[Data records]
:::::
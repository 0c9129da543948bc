//! DPM - a package manager and build tool for Minecraft datapacks.
//!
//! A datapack project declares dependencies on GitHub-hosted packages in a
//! `dpm.json` manifest. DPM fetches them into a local cache
//! (`dpm_modules/`) and builds a single output datapack by merging the
//! project's own content with every dependency's content, partitioned into
//! version-scoped overlays by the pack-format ranges each package declares.
//!
//! # Architecture
//!
//! The build is a staged pipeline over an ephemeral workspace:
//!
//! - [`manifest`] - `dpm.json` / `dpm-package.json` models, package
//!   identifiers, and walk-up project discovery
//! - [`cache`] - build-scoped memoization of parsed config files
//! - [`version`] - pack-format range expressions (`"*"`, `"10-20"`, `">=48"`)
//! - [`pack`] - the `pack.mcmeta` descriptor and overlay entries
//! - [`storage`] - staging backends (disk or memory) behind one interface
//! - [`builder`] - the merge pipeline itself
//! - [`watcher`] - incremental rebuilds for `dpm dev`
//! - [`installer`] - remote package download and extraction
//! - [`cli`] - the command front door
//!
//! Dependencies are merged concurrently but their contributions are folded
//! back in declaration order: overlay precedence in the game follows entry
//! order, so order is part of the output contract, not a cosmetic detail.

pub mod builder;
pub mod cache;
pub mod cli;
pub mod constants;
pub mod core;
pub mod installer;
pub mod manifest;
pub mod pack;
pub mod storage;
pub mod utils;
pub mod version;
pub mod watcher;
:::::
= Directions for this task =
From the data above, output only the lines between the line containing "each package declares." and the line containing "pub mod storage;", inclusive, exactly as written.

= Problem solution =
//! version-scoped overlays by the pack-format ranges each package declares.
//!
//! # Architecture
//!
//! The build is a staged pipeline over an ephemeral workspace:
//!
//! - [`manifest`] - `dpm.json` / `dpm-package.json` models, package
//!   identifiers, and walk-up project discovery
//! - [`cache`] - build-scoped memoization of parsed config files
//! - [`version`] - pack-format range expressions (`"*"`, `"10-20"`, `">=48"`)
//! - [`pack`] - the `pack.mcmeta` descriptor and overlay entries
//! - [`storage`] - staging backends (disk or memory) behind one interface
//! - [`builder`] - the merge pipeline itself
//! - [`watcher`] - incremental rebuilds for `dpm dev`
//! - [`installer`] - remote package download and extraction
//! - [`cli`] - the command front door
//!
//! Dependencies are merged concurrently but their contributions are folded
//! back in declaration order: overlay precedence in the game follows entry
//! order, so order is part of the output contract, not a cosmetic detail.

pub mod builder;
pub mod cache;
pub mod cli;
pub mod constants;
pub mod core;
pub mod installer;
pub mod manifest;
pub mod pack;
pub mod storage;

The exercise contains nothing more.